The Scan Review Program is a consultation service offered to your primary care physician in order to help guide your treatment. The program is designed to give a basic review of your scans, and offer information and resources on the newest methods of treatment for brain tumors.
How to Request an Educational Scan Review
To have your MRI or CT scan results reviewed by the Institute team, please contact the Institute directly at 310-423-7900 or you may download the appropriate Medical History Review Form below.
Please note that there is a $50 administrative fee for the educational scan review, and the entire review process takes approximately 1 to 3 weeks.
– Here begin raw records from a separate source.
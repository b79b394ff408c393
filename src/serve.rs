//! Local preview server.
//!
//! Pages are rendered per request from a fresh content load, so edits pushed
//! by `enju admin` show up on the next reload. Other paths are served as files
//! from the site root.
//!
//! # Routes
//!
//! | Path                          | Response                             |
//! |-------------------------------|--------------------------------------|
//! | `/`, `/index.html`            | home page                            |
//! | `/sobre.html`                 | about page                           |
//! | `/pacote-detalhes.html?id=..` | package detail (inline "not found")  |
//! | anything else                 | file under the site root, else 404   |
//!
//! A page request that finds no content (API and fallback both failing)
//! answers `503`.

use crate::{
    client::ContentClient,
    config::SiteConfig,
    content::Document,
    log,
    render::{DetailLinks, Page, RenderOptions, package_id_from_query, render_html},
    utils::mime::guess_content_type,
};
use anyhow::{Context, Result};
use std::{
    fs,
    io::Cursor,
    net::{IpAddr, SocketAddr},
    path::{Component, Path, PathBuf},
    sync::Arc,
};
use tiny_http::{Header, Request, Response, Server, StatusCode};

/// Try binding to port, retry with incremented port if in use
const MAX_PORT_RETRIES: u16 = 10;

// ============================================================================
// Server Entry Point
// ============================================================================

/// Start the preview server. Blocks until Ctrl+C is received.
pub fn serve_site(config: &SiteConfig) -> Result<()> {
    let interface: IpAddr = config.serve.interface.parse()?;
    let client = ContentClient::from_config(config)?;

    let (server, addr) = try_bind_port(interface, config.serve.port, MAX_PORT_RETRIES)?;
    let server = Arc::new(server);

    let server_for_signal = Arc::clone(&server);
    ctrlc::set_handler(move || {
        log!("serve"; "shutting down...");
        server_for_signal.unblock();
    })
    .context("Failed to set Ctrl+C handler")?;

    log!("serve"; "http://{}", addr);

    for request in server.incoming_requests() {
        if let Err(e) = handle_request(request, config, &client) {
            log!("serve"; "request error: {e}");
        }
    }

    Ok(())
}

/// Try to bind to a port, retrying with incremented port numbers if in use.
fn try_bind_port(
    interface: IpAddr,
    base_port: u16,
    max_retries: u16,
) -> Result<(Server, SocketAddr)> {
    let mut last_error = None;
    for offset in 0..max_retries {
        let port = base_port.saturating_add(offset);
        let addr = SocketAddr::new(interface, port);

        match Server::http(addr) {
            Ok(server) => {
                if offset > 0 {
                    log!("serve"; "port {} in use, using {} instead", base_port, port);
                }
                return Ok((server, addr));
            }
            Err(e) => last_error = Some(e),
        }
    }

    Err(anyhow::anyhow!(
        "Failed to bind after {} attempts (ports {}-{}): {}",
        max_retries,
        base_port,
        base_port.saturating_add(max_retries.saturating_sub(1)),
        last_error.map(|e| e.to_string()).unwrap_or_default()
    ))
}

// ============================================================================
// Routing
// ============================================================================

#[derive(Debug, PartialEq, Eq)]
enum Route {
    Page(Page),
    File(PathBuf),
    NotFound,
}

/// Resolve a request URL (path plus optional query) against the site root.
///
/// Hidden paths, the config file and the token state file are never served.
fn route(url: &str, config: &SiteConfig) -> Route {
    let (path, query) = url.split_once('?').unwrap_or((url, ""));
    let path = urlencoding::decode(path)
        .map(std::borrow::Cow::into_owned)
        .unwrap_or_default();
    let path = path.trim_matches('/');

    match path {
        "" | "index.html" => return Route::Page(Page::Home),
        "sobre.html" => return Route::Page(Page::About),
        "pacote-detalhes.html" => {
            return Route::Page(Page::PackageDetail(package_id_from_query(query)));
        }
        _ => {}
    }

    // Only plain, visible segments; `..`, `.env` and absolute parts never match
    let relative = Path::new(path);
    let plain = relative.components().all(|c| match c {
        Component::Normal(segment) => !segment.to_string_lossy().starts_with('.'),
        _ => false,
    });
    if !plain {
        return Route::NotFound;
    }

    let local = config.get_root().join(relative);
    let file = if local.is_file() {
        local
    } else if local.join("index.html").is_file() {
        local.join("index.html")
    } else {
        return Route::NotFound;
    };

    if is_private(&file, config) {
        Route::NotFound
    } else {
        Route::File(file)
    }
}

/// Whether `file` is the config file or the token state file.
fn is_private(file: &Path, config: &SiteConfig) -> bool {
    let resolve = |path: &Path| path.canonicalize().unwrap_or_else(|_| path.to_path_buf());
    let file = resolve(file);
    [&config.config_path, &config.api.state]
        .into_iter()
        .any(|private| resolve(private.as_path()) == file)
}

// ============================================================================
// Request Handling
// ============================================================================

/// Status, content type and body of a reply.
struct Reply {
    status: u16,
    content_type: &'static str,
    body: Vec<u8>,
}

impl Reply {
    fn text(status: u16, body: &str) -> Self {
        Self {
            status,
            content_type: "text/plain; charset=utf-8",
            body: body.as_bytes().to_vec(),
        }
    }
}

fn handle_request(request: Request, config: &SiteConfig, client: &ContentClient) -> Result<()> {
    let reply = match route(request.url(), config) {
        Route::Page(page) => render_reply(&page, client.load().as_ref(), config),
        Route::File(path) => file_reply(&path)?,
        Route::NotFound => Reply::text(404, "404 Not Found"),
    };

    let content_type = Header::from_bytes("Content-Type", reply.content_type)
        .map_err(|()| anyhow::anyhow!("invalid content type `{}`", reply.content_type))?;
    let length = reply.body.len();
    let response = Response::new(
        StatusCode(reply.status),
        vec![content_type],
        Cursor::new(reply.body),
        Some(length),
        None,
    );
    request.respond(response)?;
    Ok(())
}

fn render_reply(page: &Page, document: Option<&Document>, config: &SiteConfig) -> Reply {
    let Some(document) = document else {
        return Reply::text(503, "Content unavailable: the API and the fallback file both failed");
    };
    let options = RenderOptions::from_config(config, DetailLinks::Query);
    Reply {
        status: 200,
        content_type: "text/html; charset=utf-8",
        body: render_html(page, document, &options).into_bytes(),
    }
}

fn file_reply(path: &Path) -> Result<Reply> {
    let body = fs::read(path).with_context(|| format!("Failed to read {}", path.display()))?;
    Ok(Reply {
        status: 200,
        content_type: guess_content_type(path),
        body,
    })
}

// ============================================================================
// Tests
// ============================================================================

#[cfg(test)]
mod tests {
    use super::*;

    fn config_at(root: &Path) -> SiteConfig {
        let mut config = SiteConfig::default();
        config.set_root(root);
        config.config_path = root.join("enju.toml");
        config.api.state = root.join(".enju/state.json");
        config
    }

    #[test]
    fn test_route_pages() {
        let config = config_at(Path::new("/nonexistent"));
        assert_eq!(route("/", &config), Route::Page(Page::Home));
        assert_eq!(route("/index.html", &config), Route::Page(Page::Home));
        assert_eq!(route("/sobre.html", &config), Route::Page(Page::About));
        assert_eq!(
            route("/pacote-detalhes.html?id=package-namibe", &config),
            Route::Page(Page::PackageDetail(Some("package-namibe".into())))
        );
        assert_eq!(
            route("/pacote-detalhes.html", &config),
            Route::Page(Page::PackageDetail(None))
        );
        assert_eq!(route("/missing.png", &config), Route::NotFound);
    }

    #[test]
    fn test_route_files_under_root() {
        let dir = tempfile::tempdir().unwrap();
        let config = config_at(dir.path());
        fs::create_dir_all(dir.path().join("assets/css")).unwrap();
        fs::write(dir.path().join("assets/css/style.css"), "body{}").unwrap();
        fs::create_dir_all(dir.path().join("admin")).unwrap();
        fs::write(dir.path().join("admin/index.html"), "<p>admin</p>").unwrap();

        assert_eq!(
            route("/assets/css/style.css?v=2", &config),
            Route::File(dir.path().join("assets/css/style.css"))
        );
        assert_eq!(
            route("/admin/", &config),
            Route::File(dir.path().join("admin/index.html"))
        );
    }

    #[test]
    fn test_route_rejects_traversal() {
        let dir = tempfile::tempdir().unwrap();
        let site = dir.path().join("site");
        fs::create_dir_all(&site).unwrap();
        fs::write(dir.path().join("secret.txt"), "x").unwrap();
        let config = config_at(&site);

        assert_eq!(route("/../secret.txt", &config), Route::NotFound);
        assert_eq!(route("/%2e%2e/secret.txt", &config), Route::NotFound);
    }

    #[test]
    fn test_route_hides_config_and_token() {
        let dir = tempfile::tempdir().unwrap();
        let root = dir.path();
        fs::write(root.join("enju.toml"), "").unwrap();
        fs::create_dir_all(root.join(".enju")).unwrap();
        fs::write(root.join(".enju/state.json"), r#"{"enju_token":"tok"}"#).unwrap();
        fs::write(root.join(".env"), "SECRET=1").unwrap();

        let config = config_at(root);
        assert_eq!(route("/enju.toml", &config), Route::NotFound);
        assert_eq!(route("/.enju/state.json", &config), Route::NotFound);
        assert_eq!(route("/%2Eenju/state.json", &config), Route::NotFound);
        assert_eq!(route("/.env", &config), Route::NotFound);

        // A state file outside any dot directory is still refused
        let mut config = config_at(root);
        fs::create_dir_all(root.join("private")).unwrap();
        fs::write(root.join("private/token.json"), "{}").unwrap();
        config.api.state = root.join("private/token.json");
        assert_eq!(route("/private/token.json", &config), Route::NotFound);
    }

    #[test]
    fn test_render_reply() {
        let config = SiteConfig::default();
        let document = Document::from_json(include_str!("embed/content-data.json")).unwrap();

        let reply = render_reply(
            &Page::PackageDetail(Some("package-kalandula".into())),
            Some(&document),
            &config,
        );
        assert_eq!(reply.status, 200);
        assert_eq!(reply.content_type, "text/html; charset=utf-8");
        let html = String::from_utf8(reply.body).unwrap();
        assert!(html.contains("Quedas de Kalandula"));

        let home = String::from_utf8(render_reply(&Page::Home, Some(&document), &config).body)
            .unwrap();
        assert!(home.contains("pacote-detalhes.html?id=package-namibe"));
    }

    #[test]
    fn test_render_reply_without_content() {
        let reply = render_reply(&Page::Home, None, &SiteConfig::default());
        assert_eq!(reply.status, 503);
    }

    #[test]
    fn test_file_reply_content_type() {
        let dir = tempfile::tempdir().unwrap();
        let path = dir.path().join("logo.png");
        fs::write(&path, [0x89, b'P', b'N', b'G']).unwrap();

        let reply = file_reply(&path).unwrap();
        assert_eq!(reply.content_type, "image/png");
        assert_eq!(reply.body.len(), 4);
    }
}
PLEASE NOTE: It is very important to fill out all information and check all boxes on the Medical History Review Form. If forms are incomplete, the review process may be delayed.
How to Process Your Educational Scan Review
California and Michigan Residents - If you live in California or Michigan, you can send your scans and Medical History Review Form directly to the Department of Neurosurgery.
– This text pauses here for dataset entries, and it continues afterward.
//! `[api]` section configuration.
//!
//! Where the content document lives and where the admin token is kept.

use super::defaults;
use educe::Educe;
use serde::{Deserialize, Serialize};
use std::path::PathBuf;

/// `[api]` section in enju.toml - content store settings.
///
/// # Example
/// ```toml
/// [api]
/// url = "https://cms.example.com/api"
/// fallback = "content-data.json"
/// state = "~/.config/enju/state.json"
/// ```
#[derive(Debug, Clone, Educe, Serialize, Deserialize)]
#[educe(Default)]
#[serde(deny_unknown_fields)]
pub struct ApiConfig {
    /// Base URL; `/content`, `/login`, `/upload` and `/upload-video` hang off it.
    #[serde(default = "defaults::api::url")]
    #[educe(Default = defaults::api::url())]
    pub url: String,

    /// Local JSON document read when the API is unreachable.
    #[serde(default = "defaults::api::fallback")]
    #[educe(Default = defaults::api::fallback())]
    pub fallback: PathBuf,

    /// Persisted state file holding the bearer token. `~` is expanded.
    #[serde(default = "defaults::api::state")]
    #[educe(Default = defaults::api::state())]
    pub state: PathBuf,
}

impl ApiConfig {
    /// Join an endpoint onto the base URL.
    pub fn endpoint(&self, path: &str) -> String {
        format!(
            "{}/{}",
            self.url.trim_end_matches('/'),
            path.trim_start_matches('/')
        )
    }
}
All other United States Residents - United States residents that do not live in California or Michigan need to have their primary care physician fill out and submit the Medical History Review Form.
International Residents - Individuals living outside of the United States should have their primary care physician fill out and submit the Medical History Review Form. In order to expedite the receipt of our physician's basic review offering information and resources on the newest methods of treatment, please provide a fax number or e-mail address. If this contact information is not provided, a letter containing the physician's review will be mailed to the address supplied.
Once your Medical History Review Form is completed, please have your physician submit it, along with your two most recent MRI or CT Scan films, both before and after surgery or radiation therapy -- if applicable, MRI scans are preferred over CT scans.
If available, please provide or have your physician provide copies of your pathology and operative reports. If you have been diagnosed with an arteriovenous malformation (AVM) or aneurysm, please send or have your physician send your most recent angiogram film or magnetic resonance angiography (MRA) scan.
Charge for an Educational Scan Review
There is a $50 administrative fee for a scan review. Please submit a cashier's check or money order payable to Cedars-Sinai Medical Center, and include payment with the Medical History Review Form and scans submitted to the department.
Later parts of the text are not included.